Figure 7. Motor coordination and motor learning defects in Cdc42ep4^−/− mice.

(a; Top) Set-up for the balance beam test. The height (0.5 m above the floor) and illumination (100 lux) motivate mice to escape by traversing along a horizontal rod (1 m × 28 or 11 mm) into a dark box. (Bottom) The learning curves of a cohort of WT and KO mice measured at 3 and 6 months of age. The moving speeds are plotted for seven trials with a 28-mm rod and subsequent five trials with an 11-mm rod over 4 days. The motor coordination defects in KO mice remained uncompensated up to 6 months of age (n=13/13 and 12/12, P=0.0003, 0.0004, 0.018, 0.014 by two-way repeated measures ANOVA). (b) The learning curves of 6-week-old WT and KO littermate mice assessed by the rota-rod test before and after direct cerebellar cortical injection of CTZ plus DL-TBOA (100 μM each per 10 μl).
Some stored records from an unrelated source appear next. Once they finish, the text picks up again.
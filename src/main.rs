//! Entry point for the read-along reader.
//!
//! Responsibilities here are intentionally minimal:
//! - Parse command-line arguments (an optional document to upload at launch).
//! - Load user configuration from `conf/config.toml`.
//! - Install the ctrl-c handler used for safe shutdown.
//! - Launch the GUI application.

mod app;
mod backend;
mod cache;
mod cancellation;
mod config;
mod document;
mod speech;
mod text_utils;
mod tokenizer;

use crate::app::run_app;
use crate::config::load_config;
use anyhow::{Context, Result, anyhow};
use std::env;
use std::path::{Path, PathBuf};
use std::sync::atomic::{AtomicBool, Ordering};
use tracing::{error, info, warn};
use tracing_subscriber::{EnvFilter, fmt, prelude::*, reload};

type ReloadHandle = reload::Handle<EnvFilter, tracing_subscriber::Registry>;

static SIGINT_REQUESTED: AtomicBool = AtomicBool::new(false);

/// True once per ctrl-c press; the reducer polls this and quits safely.
pub(crate) fn take_sigint_requested() -> bool {
    SIGINT_REQUESTED.swap(false, Ordering::SeqCst)
}

fn main() {
    let reload_handle = init_tracing();
    if let Err(err) = run(&reload_handle) {
        error!("{err:?}");
        std::process::exit(1);
    }
}

fn run(reload_handle: &ReloadHandle) -> Result<()> {
    let initial_document = parse_args()?;
    let config = load_config(Path::new("conf/config.toml"));
    set_log_level(reload_handle, config.log_level.as_filter_str());
    info!(
        backend = %config.backend_url,
        level = %config.log_level,
        "Starting read-along reader"
    );
    if let Some(path) = &initial_document {
        info!(path = %path.display(), "Will upload document from command line");
    }

    ctrlc::set_handler(|| {
        SIGINT_REQUESTED.store(true, Ordering::SeqCst);
    })
    .context("Failed to install ctrl-c handler")?;

    run_app(config, initial_document).context("Failed to start the GUI")?;
    Ok(())
}

fn parse_args() -> Result<Option<PathBuf>> {
    let mut args = env::args().skip(1);
    let Some(raw) = args.next() else {
        return Ok(None);
    };
    if args.next().is_some() {
        return Err(anyhow!("Usage: readalong [path-to-image-or-pdf]"));
    }

    let path = PathBuf::from(raw);
    if !path.exists() {
        return Err(anyhow!("File not found: {}", path.display()));
    }
    Ok(Some(path))
}

fn init_tracing() -> ReloadHandle {
    let env_filter = EnvFilter::try_from_default_env().unwrap_or_else(|_| EnvFilter::new("debug"));
    let (filter_layer, handle) = reload::Layer::new(env_filter);
    tracing_subscriber::registry()
        .with(
            fmt::layer()
                .with_target(true)
                .with_file(true)
                .with_line_number(true)
                .with_filter(filter_layer),
        )
        .init();
    warn!("Logging initialized; override level with config.log_level or RUST_LOG");
    handle
}

fn set_log_level(handle: &ReloadHandle, level: &str) {
    let parsed = EnvFilter::builder()
        .parse(level)
        .unwrap_or_else(|_| EnvFilter::new("debug"));
    if let Err(err) = handle.modify(|filter| *filter = parsed.clone()) {
        warn!(%level, "Failed to update log level from config: {err}");
    } else {
        info!(%level, "Applied log level from config");
    }
}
The local inhibition of EAATs with the subthreshold dose of DL-TBOA elicited a significant motor coordination defects transiently (around 4 h post-injection) and only in KO mice (n=5/4, P=0.551, 0.0011, 0.957, 0.518 by two-way repeated measures ANOVA). The aberrant hypersensitivity of KO mice indicates their glutamate clearance deficit that is adaptively compensated.